* **PROBLEM DETAILS**: Give back exactly the lines of the material below that start at the line containing "pub(super) struct Partition" and end at the line containing "an earlier one", and no others.

* **DATASET ENTRIES**:

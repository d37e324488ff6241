use std::ptr;
use std::rc::Rc;

use rustc_hash::FxHashSet;
use smallvec::SmallVec;

use crate::entry::CleanupEntry;
use crate::node::{CleanupDelegate, OwnerKey, VisualNode};

/// Live dependents of one entry, split by how they are cleaned up.
#[derive(Default)]
pub(super) struct Partition {
	/// Nodes detached directly by the removal executor.
	pub plain: SmallVec<[Rc<dyn VisualNode>; 8]>,
	/// Keys of dependents that are owners themselves.
	pub nested: SmallVec<[OwnerKey; 4]>,
}

/// Splits `entry`'s live dependents into plain nodes and nested owners.
///
/// Dead handles are skipped and later nodes sharing a tag with an earlier one
/// are dropped. A dependent that is the entry's own delegate stays plain so
/// the cascade never recurses into the owner it is cleaning up.
pub(super) fn partition(entry: &CleanupEntry, owner: Option<&Rc<dyn CleanupDelegate>>) -> Partition {
	let mut seen = FxHashSet::default();
	let mut out = Partition::default();

	for node in entry.live_dependents() {
		if !seen.insert(node.tag()) {
			continue;
		}
		match node.clone().as_delegate() {
			Some(nested) if !owner.is_some_and(|owner| same_allocation(owner, &nested)) => {
				out.nested.push(nested.cleanup_key());
			}
			_ => out.plain.push(node),
		}
	}

	out
}

fn same_allocation(a: &Rc<dyn CleanupDelegate>, b: &Rc<dyn CleanupDelegate>) -> bool {
	ptr::addr_eq(Rc::as_ptr(a), Rc::as_ptr(b))
}
use std::any::Any;
use std::fmt;
use std::rc::Rc;

use crate::entry::CleanupEntry;
use crate::registry::CleanupRegistry;

/// Stable identity of a cleanup owner.
///
/// Assigned by whoever constructs the delegate and unique among live
/// delegates. The registry uses it as its primary key.
#[derive(Debug, Clone, Copy, PartialEq, Eq, Hash, PartialOrd, Ord)]
pub struct OwnerKey(pub u64);

impl fmt::Display for OwnerKey {
	fn fmt(&self, f: &mut fmt::Formatter<'_>) -> fmt::Result {
		write!(f, "owner#{}", self.0)
	}
}

/// Identity of a visual node, used to de-duplicate dependents.
#[derive(Debug, Clone, Copy, PartialEq, Eq, Hash, PartialOrd, Ord)]
pub struct NodeTag(pub u64);

/// Host-side identifier of a view.
#[derive(Debug, Clone, Copy, PartialEq, Eq, Hash, PartialOrd, Ord)]
pub struct HostViewId(pub u64);

/// What triggered a cleanup request.
///
/// The registry never interprets the sender. It is handed to
/// [`CleanupDelegate::on_cleanup_request`] and forwarded unchanged to nested
/// owners.
#[derive(Debug, Clone, Copy, PartialEq, Eq, Hash)]
pub enum CleanupSender {
	/// The owner asked for its own cleanup.
	Owner,
	/// A parent owner is being cleaned up.
	Parent,
	/// The owner's screen or route was left.
	Navigation,
	/// The host session is shutting down.
	HostTeardown,
	/// The owner is being rebuilt in place.
	Reload,
	/// Host-defined trigger.
	Custom(u32),
}

/// A host-managed resource that can be detached from the presentation tree.
pub trait VisualNode {
	/// Tag used for de-duplication during cleanup.
	fn tag(&self) -> NodeTag;

	/// Host view backing this node, if it has been realized.
	fn host_id(&self) -> Option<HostViewId> {
		None
	}

	/// Capability query: returns this node as a cleanup owner if it is one.
	fn as_delegate(self: Rc<Self>) -> Option<Rc<dyn CleanupDelegate>> {
		None
	}
}

/// An owner whose dependents are tracked by the registry.
pub trait CleanupDelegate {
	/// Registry key of this owner. Must stay stable for the owner's lifetime.
	fn cleanup_key(&self) -> OwnerKey;

	/// Asks the owner whether its dependents may be detached now.
	///
	/// The answer is authoritative. Returning `false` leaves the entry
	/// registered and untouched.
	fn on_cleanup_request(&self, sender: CleanupSender, entry: &CleanupEntry) -> bool;

	/// Called after the owner's plain dependents were removed and before its
	/// entry is evicted, so `registry` still contains the owner's entry.
	fn on_cleanup_complete(&self, registry: &CleanupRegistry);

	/// Capability query: returns this owner as a visual node if it is one.
	fn as_visual_node(self: Rc<Self>) -> Option<Rc<dyn VisualNode>> {
		None
	}

	/// Type-erased access for type-specific bridge strategies.
	fn as_any(&self) -> Option<&dyn Any> {
		None
	}
}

* **WRITTEN ANSWER**:
pub(super) struct Partition {
	/// Nodes detached directly by the removal executor.
	pub plain: SmallVec<[Rc<dyn VisualNode>; 8]>,
	/// Keys of dependents that are owners themselves.
	pub nested: SmallVec<[OwnerKey; 4]>,
}

/// Splits `entry`'s live dependents into plain nodes and nested owners.
///
/// Dead handles are skipped and later nodes sharing a tag with an earlier one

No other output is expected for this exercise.